If you'd like to read about other birth stories why not check out Crayon and Critter's Mothers day "My child's birth story" link up
 Mother's Day Blog Hop


  1. Love the last sentence of this post.

  2. I love birth stories so much! Almost makes me want another one! I read your comments, so here are some replies...

    -I saw so many cool ideas out there with the crayon melting. I especially loved the idea of incorporating it into something else---a swing, a garden, etc...but I wanted them to do it. Maybe we will have a round 2. =)
    -It's funny that I keep getting emails about the Crazy Hair Day. In fact, Charlotte came up with the idea with the pipecleaners but was VERY dissappointed when I was done. I refused to do it again because she was already late for school, but then got MAJOR high fives after she won "craziest!" Kids. @_@
    -Packing foam: Yeah, it was a mess. Originally, they were instructed not to play with it and I was waiting for trash day, but they kept wandering over there. Dad had a meeting and Mama was exhausted, so I caved. Luckily, the gardeners came with their blowers the next day and it was pretty easy to sweep up the rest that made its way into the playhouse. You are right about vaccuums though--we invested in a shop vac year 2 of having kids!! LOL.
    Thanks for visiting! WE love what you are doing too!!

    Gianne at

  3. BTW, we're on facebook with the website address as its name:

  4. Thank you for sharing this. I had 2 c-sections, one was what I consider to be a serious emergency J was getting very distressed with each contraction and when they brought him out the cord was wrapped around him multiple times and causing issues. He was also taken to SCBU but due to drug withdrawl was in for almost a week after wards. With T she was a little monkey and despite having a scan the day before (which like you I had every 2 weeks due to gestional diabtes) and showed her head down she turned around over night and decided to go feet first which they wouldn't let me have a vbac with (understandable with the expectation of an 8lbs+ baby and a previous c-section only 18 months before) however when she popped out she was only 6lbs 9oz and tiny not the huge baby we were expecting at all. Although a c-section hers was not in a panic rush at all and it was quite amusing especially with the tidal wave that was my waters where the dr declared that they should have had a boat present for the waters that came out.

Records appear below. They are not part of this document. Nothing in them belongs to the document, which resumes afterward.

//! Time series decomposition
//!
//! Linear trend over the elapsed-period index plus an additive seasonal
//! profile averaged by position within the period.

use forecast_spi::{DecompositionResult, Decomposer, ForecastError, Result, TimeSeries};

/// Additive decomposition: Y = T + S + R, with T a least-squares line.
#[derive(Debug, Clone, Copy, Default)]
pub struct LinearSeasonalDecomposer;

impl LinearSeasonalDecomposer {
    pub fn new() -> Self {
        Self
    }
}

impl Decomposer for LinearSeasonalDecomposer {
    fn decompose(&self, series: &TimeSeries, period: usize) -> Result<DecompositionResult> {
        decompose_linear_seasonal(series, period)
    }
}

/// Points needed to estimate a profile of this period: two full cycles.
pub fn required_points(period: usize) -> usize {
    2 * period.max(1)
}

/// Least-squares line `y = intercept + slope * x`.
pub fn least_squares(x: &[f64], y: &[f64]) -> Result<(f64, f64)> {
    if x.is_empty() || x.len() != y.len() {
        return Err(ForecastError::NumericalError(
            "least squares needs matching, non-empty inputs".to_string(),
        ));
    }
    let n = x.len() as f64;
    let mean_x = x.iter().sum::<f64>() / n;
    let mean_y = y.iter().sum::<f64>() / n;
    let sxx: f64 = x.iter().map(|xi| (xi - mean_x).powi(2)).sum();
    if sxx == 0.0 {
        return Ok((mean_y, 0.0));
    }
    let sxy: f64 = x
        .iter()
        .zip(y)
        .map(|(xi, yi)| (xi - mean_x) * (yi - mean_y))
        .sum();
    let slope = sxy / sxx;
    let intercept = mean_y - slope * mean_x;
    if !slope.is_finite() || !intercept.is_finite() {
        return Err(ForecastError::NumericalError(
            "trend fit produced a non-finite coefficient".to_string(),
        ));
    }
    Ok((intercept, slope))
}

/// Fit trend and seasonal profile on the non-excluded points.
///
/// When exclusions leave fewer than two cycles but the whole series has
/// enough, every point is used instead.
pub fn decompose_linear_seasonal(series: &TimeSeries, period: usize) -> Result<DecompositionResult> {
    if period == 0 {
        return Err(ForecastError::InvalidPeriod(
            "period must be at least 1".to_string(),
        ));
    }
    let n = series.len();
    let required = required_points(period);
    if n < required {
        return Err(ForecastError::InsufficientData {
            required,
            actual: n,
        });
    }

    let mut fitted: Vec<bool> = series.excluded().iter().map(|e| !e).collect();
    if fitted.iter().filter(|&&f| f).count() < required {
        tracing::debug!(
            excluded = n - series.included_count(),
            "too few points left after exclusions, fitting all points"
        );
        fitted = vec![true; n];
    }

    let periods = series.periods();
    let values = series.values();
    let (x, y): (Vec<f64>, Vec<f64>) = periods
        .iter()
        .zip(values)
        .zip(&fitted)
        .filter(|&(_, &f)| f)
        .map(|((&p, &v), _)| (p as f64, v))
        .unzip();
    let (intercept, slope) = least_squares(&x, &y)?;

    let trend: Vec<f64> = periods
        .iter()
        .map(|&p| intercept + slope * p as f64)
        .collect();

    // Average detrended value per position within the period
    let mut sums = vec![0.0; period];
    let mut counts = vec![0usize; period];
    for ((&p, (&v, &t)), &f) in periods.iter().zip(values.iter().zip(&trend)).zip(&fitted) {
        if f {
            let pos = p.rem_euclid(period as i64) as usize;
            sums[pos] += v - t;
            counts[pos] += 1;
        }
    }
    let observed: Vec<f64> = sums
        .iter()
        .zip(&counts)
        .filter(|&(_, &c)| c > 0)
        .map(|(s, &c)| s / c as f64)
        .collect();
    let center = observed.iter().sum::<f64>() / observed.len().max(1) as f64;
    let seasonal_profile: Vec<f64> = sums
        .iter()
        .zip(&counts)
        .map(|(s, &c)| if c > 0 { s / c as f64 - center } else { 0.0 })
        .collect();

    let seasonal: Vec<f64> = periods
        .iter()
        .map(|&p| seasonal_profile[p.rem_euclid(period as i64) as usize])
        .collect();
    let residual: Vec<f64> = values
        .iter()
        .zip(&trend)
        .zip(&seasonal)
        .map(|((v, t), s)| v - t - s)
        .collect();

    Ok(DecompositionResult {
        trend,
        seasonal,
        residual,
        slope,
        intercept,
        seasonal_profile,
        period,
        fitted,
    })
}

#[cfg(test)]
mod tests {
    use super::*;

    fn seasonal_series(n: usize) -> TimeSeries {
        let values = (0..n)
            .map(|i| 100.0 + 2.0 * i as f64 + [10.0, -5.0, 0.0, -5.0][i % 4])
            .collect();
        TimeSeries::from_values(values).unwrap()
    }

    #[test]
    fn test_least_squares_exact_line() {
        let x = [0.0, 1.0, 2.0, 3.0];
        let y = [1.0, 3.0, 5.0, 7.0];
        let (intercept, slope) = least_squares(&x, &y).unwrap();
        assert!((intercept - 1.0).abs() < 1e-12);
        assert!((slope - 2.0).abs() < 1e-12);
    }

    #[test]
    fn test_recovers_trend_and_profile() {
        let result = decompose_linear_seasonal(&seasonal_series(24), 4).unwrap();

        assert_eq!(result.trend.len(), 24);
        assert!((result.slope - 2.0).abs() < 0.1);
        // Profile keeps the shape of the pattern and has zero mean
        assert!(result.seasonal_profile[0] > result.seasonal_profile[1]);
        assert!(result.seasonal_profile.iter().sum::<f64>().abs() < 1e-9);
        assert!(result.residual.iter().all(|r| r.abs() < 2.0));
    }

    #[test]
    fn test_short_data() {
        let series = TimeSeries::from_values(vec![1.0, 2.0, 3.0]).unwrap();
        assert_eq!(
            decompose_linear_seasonal(&series, 4).unwrap_err(),
            ForecastError::InsufficientData {
                required: 8,
                actual: 3
            }
        );
    }

    #[test]
    fn test_excluded_points_do_not_move_the_fit() {
        let mut values: Vec<f64> = (0..24).map(|i| 10.0 + i as f64).collect();
        values[5] = 1000.0;
        let mut excluded = vec![false; 24];
        excluded[5] = true;
        let series = TimeSeries::from_values(values)
            .unwrap()
            .with_exclusions(excluded)
            .unwrap();

        let result = decompose_linear_seasonal(&series, 1).unwrap();
        assert!((result.slope - 1.0).abs() < 1e-9);
        assert!(!result.fitted[5]);
        assert_eq!(result.n_fit(), 23);
        // The outlier still gets a residual
        assert!(result.residual[5] > 900.0);
    }

    #[test]
    fn test_heavy_exclusions_fall_back_to_all_points() {
        let series = seasonal_series(8)
            .with_exclusions(vec![true, false, false, false, false, false, false, false])
            .unwrap();
        let result = decompose_linear_seasonal(&series, 4).unwrap();
        assert_eq!(result.n_fit(), 8);
    }

    #[test]
    fn test_zero_period() {
        assert!(matches!(
            decompose_linear_seasonal(&seasonal_series(8), 0),
            Err(ForecastError::InvalidPeriod(_))
        ));
    }
}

  5. I really loved reading this post and your outlook about your experience. It sounds like your mindset was where it needed to be to deal with potentially stressful issues as you went along. And I'm amazed that Hublet wasn't allowed to be with you in the maternity ward!!

    But what a wonderful little lad you created together x

    Maybe there needs to be a linky or series on birth stories - I love them!!!

  6. ^^^Happy Whimsical Hearts said everything I was going to mention! I'm sorry your original birth ideal didn't happen, but I'm so happy for you that your handsome little one is healthy. I love your attitude about it all. I had GD with all of my pregnancies, so I understand a lot of the details.

  7. Whoah! That is a story!!!! Your goblin is adorable!!! You're right- it doesn't really how the kids enter the world- I would have freaked at that epidural response!

  8. Thanks for stopping by my blog--glad to have found you. You are so right about there being two types of birth stories--mine falls in the middle as well and you've def inspired me to share. My induction and eventual c/s wasn't at all traumatic for me either even though it's not what I wanted. Great post! Beautiful baby :)

  9. Wow what a great story! Thanks for sharing. I also LOVE reading about other people's birth stories. I recently finished reading a great book titled, "Unassisted Childbirth" by Laura Kaplan Shanley, another great story which goes into details of how the author and her ex-husband delivered all four of their children (well, I guess he helped deliver one, she the other 3). An amazing story, with great tips for others interested in this birth method!